╭─ RECORDS SUPPLIED

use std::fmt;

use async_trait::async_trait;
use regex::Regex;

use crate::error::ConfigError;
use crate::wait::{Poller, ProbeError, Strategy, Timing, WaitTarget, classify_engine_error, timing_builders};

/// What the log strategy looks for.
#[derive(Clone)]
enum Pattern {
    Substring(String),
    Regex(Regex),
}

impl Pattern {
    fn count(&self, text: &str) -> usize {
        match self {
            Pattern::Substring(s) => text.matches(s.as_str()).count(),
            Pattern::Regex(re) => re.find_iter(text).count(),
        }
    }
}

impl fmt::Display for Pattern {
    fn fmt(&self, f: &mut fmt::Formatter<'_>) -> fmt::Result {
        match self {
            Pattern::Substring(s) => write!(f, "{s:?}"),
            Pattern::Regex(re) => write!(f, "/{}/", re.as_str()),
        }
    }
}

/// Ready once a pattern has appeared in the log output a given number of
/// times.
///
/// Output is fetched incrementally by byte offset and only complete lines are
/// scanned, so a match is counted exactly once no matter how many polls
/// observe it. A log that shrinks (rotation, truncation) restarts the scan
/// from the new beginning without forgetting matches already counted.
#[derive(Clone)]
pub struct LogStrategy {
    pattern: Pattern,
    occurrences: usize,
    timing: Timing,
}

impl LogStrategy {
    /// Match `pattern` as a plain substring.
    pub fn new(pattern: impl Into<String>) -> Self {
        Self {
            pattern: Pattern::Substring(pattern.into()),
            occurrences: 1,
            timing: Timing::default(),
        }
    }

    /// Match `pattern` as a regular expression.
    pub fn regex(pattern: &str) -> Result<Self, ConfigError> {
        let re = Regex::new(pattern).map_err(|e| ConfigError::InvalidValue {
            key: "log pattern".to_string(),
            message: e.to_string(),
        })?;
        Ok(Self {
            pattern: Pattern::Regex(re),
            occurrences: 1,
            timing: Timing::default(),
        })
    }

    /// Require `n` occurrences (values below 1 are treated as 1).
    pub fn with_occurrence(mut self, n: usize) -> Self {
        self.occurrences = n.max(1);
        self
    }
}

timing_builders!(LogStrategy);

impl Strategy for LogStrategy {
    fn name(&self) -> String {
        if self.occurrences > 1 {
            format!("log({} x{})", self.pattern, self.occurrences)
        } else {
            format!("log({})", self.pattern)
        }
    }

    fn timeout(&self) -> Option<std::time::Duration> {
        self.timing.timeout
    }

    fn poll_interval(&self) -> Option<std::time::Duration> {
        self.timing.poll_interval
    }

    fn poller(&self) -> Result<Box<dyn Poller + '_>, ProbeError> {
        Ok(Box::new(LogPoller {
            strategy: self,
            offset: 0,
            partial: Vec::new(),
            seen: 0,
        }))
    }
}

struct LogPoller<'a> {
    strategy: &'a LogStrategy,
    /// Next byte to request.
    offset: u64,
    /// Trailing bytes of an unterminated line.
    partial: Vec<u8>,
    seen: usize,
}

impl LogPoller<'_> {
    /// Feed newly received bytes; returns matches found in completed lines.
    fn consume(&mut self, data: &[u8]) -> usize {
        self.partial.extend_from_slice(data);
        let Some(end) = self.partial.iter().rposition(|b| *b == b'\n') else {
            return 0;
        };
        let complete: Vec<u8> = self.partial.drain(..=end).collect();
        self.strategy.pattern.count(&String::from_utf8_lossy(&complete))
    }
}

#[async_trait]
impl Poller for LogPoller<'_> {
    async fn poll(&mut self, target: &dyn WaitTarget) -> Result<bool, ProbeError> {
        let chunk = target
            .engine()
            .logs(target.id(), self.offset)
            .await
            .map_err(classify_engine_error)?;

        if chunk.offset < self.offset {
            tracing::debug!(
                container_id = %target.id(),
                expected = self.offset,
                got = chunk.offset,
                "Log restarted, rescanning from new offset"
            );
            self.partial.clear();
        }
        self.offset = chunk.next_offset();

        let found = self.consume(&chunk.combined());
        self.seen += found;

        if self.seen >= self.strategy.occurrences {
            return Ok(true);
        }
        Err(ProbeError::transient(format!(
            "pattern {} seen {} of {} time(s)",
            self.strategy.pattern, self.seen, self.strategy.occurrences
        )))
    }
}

╰─

### TASK STATEMENT
Each line of the material above needs to be quoted exactly, please.

### SOLUTION BELOW
use std::fmt;

use async_trait::async_trait;
use regex::Regex;

use crate::error::ConfigError;
use crate::wait::{Poller, ProbeError, Strategy, Timing, WaitTarget, classify_engine_error, timing_builders};

/// What the log strategy looks for.
#[derive(Clone)]
enum Pattern {
    Substring(String),
    Regex(Regex),
}

impl Pattern {
    fn count(&self, text: &str) -> usize {
        match self {
            Pattern::Substring(s) => text.matches(s.as_str()).count(),
            Pattern::Regex(re) => re.find_iter(text).count(),
        }
    }
}

impl fmt::Display for Pattern {
    fn fmt(&self, f: &mut fmt::Formatter<'_>) -> fmt::Result {
        match self {
            Pattern::Substring(s) => write!(f, "{s:?}"),
            Pattern::Regex(re) => write!(f, "/{}/", re.as_str()),
        }
    }
}

/// Ready once a pattern has appeared in the log output a given number of
/// times.
///
/// Output is fetched incrementally by byte offset and only complete lines are
/// scanned, so a match is counted exactly once no matter how many polls
/// observe it. A log that shrinks (rotation, truncation) restarts the scan
/// from the new beginning without forgetting matches already counted.
#[derive(Clone)]
pub struct LogStrategy {
    pattern: Pattern,
    occurrences: usize,
    timing: Timing,
}

impl LogStrategy {
    /// Match `pattern` as a plain substring.
    pub fn new(pattern: impl Into<String>) -> Self {
        Self {
            pattern: Pattern::Substring(pattern.into()),
            occurrences: 1,
            timing: Timing::default(),
        }
    }

    /// Match `pattern` as a regular expression.
    pub fn regex(pattern: &str) -> Result<Self, ConfigError> {
        let re = Regex::new(pattern).map_err(|e| ConfigError::InvalidValue {
            key: "log pattern".to_string(),
            message: e.to_string(),
        })?;
        Ok(Self {
            pattern: Pattern::Regex(re),
            occurrences: 1,
            timing: Timing::default(),
        })
    }

    /// Require `n` occurrences (values below 1 are treated as 1).
    pub fn with_occurrence(mut self, n: usize) -> Self {
        self.occurrences = n.max(1);
        self
    }
}

timing_builders!(LogStrategy);

impl Strategy for LogStrategy {
    fn name(&self) -> String {
        if self.occurrences > 1 {
            format!("log({} x{})", self.pattern, self.occurrences)
        } else {
            format!("log({})", self.pattern)
        }
    }

    fn timeout(&self) -> Option<std::time::Duration> {
        self.timing.timeout
    }

    fn poll_interval(&self) -> Option<std::time::Duration> {
        self.timing.poll_interval
    }

    fn poller(&self) -> Result<Box<dyn Poller + '_>, ProbeError> {
        Ok(Box::new(LogPoller {
            strategy: self,
            offset: 0,
            partial: Vec::new(),
            seen: 0,
        }))
    }
}

struct LogPoller<'a> {
    strategy: &'a LogStrategy,
    /// Next byte to request.
    offset: u64,
    /// Trailing bytes of an unterminated line.
    partial: Vec<u8>,
    seen: usize,
}

impl LogPoller<'_> {
    /// Feed newly received bytes; returns matches found in completed lines.
    fn consume(&mut self, data: &[u8]) -> usize {
        self.partial.extend_from_slice(data);
        let Some(end) = self.partial.iter().rposition(|b| *b == b'\n') else {
            return 0;
        };
        let complete: Vec<u8> = self.partial.drain(..=end).collect();
        self.strategy.pattern.count(&String::from_utf8_lossy(&complete))
    }
}

#[async_trait]
impl Poller for LogPoller<'_> {
    async fn poll(&mut self, target: &dyn WaitTarget) -> Result<bool, ProbeError> {
        let chunk = target
            .engine()
            .logs(target.id(), self.offset)
            .await
            .map_err(classify_engine_error)?;

        if chunk.offset < self.offset {
            tracing::debug!(
                container_id = %target.id(),
                expected = self.offset,
                got = chunk.offset,
                "Log restarted, rescanning from new offset"
            );
            self.partial.clear();
        }
        self.offset = chunk.next_offset();

        let found = self.consume(&chunk.combined());
        self.seen += found;

        if self.seen >= self.strategy.occurrences {
            return Ok(true);
        }
        Err(ProbeError::transient(format!(
            "pattern {} seen {} of {} time(s)",
            self.strategy.pattern, self.seen, self.strategy.occurrences
        )))
    }
}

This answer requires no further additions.